La France est le seul pays de l’Union européenne à ne pas avoir atteint ses objectifs de déploiement d’énergies renouvelables, et à devoir payer environ 500 millions euros de pénalités pour cela, alors qu’atteints, ces objectifs fourniraient aujourd’hui 64 TWh (Terawattheure) de production de plus, soit 20 % de la consommation industrielle ; de plus, ces retards accumulés ne cessent de s’accroître.

« Des décisions technocratiques qui mériteraient d’être débattues »

Comment dès lors ne pas avoir l’impression, à nouveau, comme lors de la pandémie de Covid 19, que votre gouvernement tente de masquer ces terribles manquements derrière des décisions technocratiques qui mériteraient d’être débattues et derrière une stratégie politique consistant à faire de chacune et chacun d’entre nous le coresponsable d’une situation énergétique qui nous échappe pourtant ? Que penser de l’application Ecowatt [3], qui, sous couvert de mise à disposition de l’information, laisse 14 millions d’entre nous, en situation d’illectronisme, hors d’un système d’alerte numérisé alors que, dans le même temps, l’accès aux numéros d’urgence n’est pas garanti ?

Chacune et chacun d’entre nous est capable de comprendre qu’il est préférable d’anticiper et préparer d’éventuelles coupures d’électricité et que des délestages ponctuels de deux heures valent mieux qu’un black-out général. Néanmoins, telles que les choses sont désormais posées, et compte tenu de notre (mauvaise) expérience de la pandémie de Covid 19, vous ne saurez vous exonérer d’une nécessaire réflexion collective sur l’utilité sociale, économique et écologique des activités qui pourraient ne plus être alimentées en cas de rationnement ou qui ne devraient plus l’être au nom de la sobriété : non ciblées, les coupures d’électricité seront vécues comme injustes et inégalitaires.

Vous avez contribué à ouvrir un légitime et important débat public sur la sobriété. C’est très bien. Mais vous ne pouvez rester au milieu du gué : la nouvelle situation énergétique et le manque de préparation collective nécessitent une discussion démocratique sur la priorisation des besoins à satisfaire tant face aux risques de délestages qu’au regard des besoins de sobriété énergétique.
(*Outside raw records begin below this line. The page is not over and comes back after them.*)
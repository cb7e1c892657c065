//! Crest Scaffold
//!
//! A collapsing-toolbar scaffold: coordinates a shrinking/growing header with
//! a scrollable body. On every scroll delta it decides how much collapses or
//! reveals the toolbar and how much passes through to the body, and it
//! computes the toolbar's height and the scaffold's offset from an internal
//! progress model.
//!
//! Layout, rendering, and gesture recognition stay in the host framework;
//! this crate owns only the state machine between them.
//!
//! # Example
//!
//! ```rust,ignore
//! use crest_animation::AnimationScheduler;
//! use crest_scaffold::prelude::*;
//!
//! let scheduler = AnimationScheduler::new();
//! let config = ScaffoldConfig::new(ScrollStrategy::ExitUntilCollapsed)
//!     .with_snap(SnapConfig::default());
//! let mut coordinator = ScrollCoordinator::new(&scheduler.handle(), config);
//! coordinator.scaffold_mut().toolbar_mut().set_bounds(56.0, 224.0)?;
//!
//! // Host gesture loop:
//! coordinator.dispatch_scroll(delta_y, &mut body);
//! let outcome = coordinator.finish_gesture(release_velocity, &mut body);
//! // ...then advance `scheduler` each frame until animations settle.
//! ```

pub mod config;
pub mod coordinator;
pub mod error;
pub mod fling;
pub mod gesture;
pub mod scaffold;
pub mod snap;
pub mod snapshot;
pub mod strategy;
pub mod toolbar;

pub use config::ScaffoldConfig;
pub use coordinator::{BodyScroll, FlingOutcome, ScrollCoordinator, ScrollReport};
pub use error::{Result, ScaffoldError};
pub use fling::{DecayFling, FlingBehavior};
pub use gesture::{gesture_events, GestureState, SnapState, StateTransitions};
pub use scaffold::ScaffoldState;
pub use snap::{SnapConfig, SnapController};
pub use snapshot::ScaffoldSnapshot;
pub use strategy::ScrollStrategy;
pub use toolbar::ToolbarState;

/// Common imports for scaffold users
pub mod prelude {
    pub use crate::config::ScaffoldConfig;
    pub use crate::coordinator::{BodyScroll, ScrollCoordinator};
    pub use crate::fling::{DecayFling, FlingBehavior};
    pub use crate::scaffold::ScaffoldState;
    pub use crate::snap::SnapConfig;
    pub use crate::snapshot::ScaffoldSnapshot;
    pub use crate::strategy::ScrollStrategy;
    pub use crate::toolbar::ToolbarState;
    pub use crest_animation::{AnimationScheduler, AnimationSpec};
}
Que cette sobriété soit subie ou choisie, il devient nécessaire de consommer moins de ressources et de réintroduire des limites : quand il faut économiser l’électricité, le pétrole, le gaz ou même l’eau, alors brûler du kérosène pour aller boire un café à Biarritz ou gaspiller de l’eau pour arroser un green de golf ne saurait être accepté. Nos écoles et nos crèches valent plus que leurs jets privés ou les remontées mécaniques de Megève ou Courchevel.

Veuillez recevoir, Madame la Première ministre, mes sincères salutations.

Maxime Combes, économiste et auteur de Sortons de l’âge des fossiles ! Manifeste pour la transition (Seuil, 2015) et coauteur de Un pognon de dingue mais pour qui ? L’argent magique de la pandémie (Seuil, 2022)

Photo de une : L’Europe la nuit, vue satellite / CC Nasa

Notes

[2« Si tous ensemble nous tenons le plan de sobriété qui a été présenté par le gouvernement, c’est-à-dire de réduire d’environ 10 % par rapport à notre consommation habituelle (…) alors oui nous pourrons passer même avec un mois de décembre et un mois de janvier froid cette période, ça dépend de nous » (Entretien d’Emmanuel Macron pour TF1 le 3 décembre 2022)

[3Pour informer sur l’état de la production électrique et sur les risques de coupures d’électricité, RTE a lancé l’application EcoWatt. Elle se présente comme une « météo » de l’électricité qui informe en temps réel sur l’état du réseau électrique français.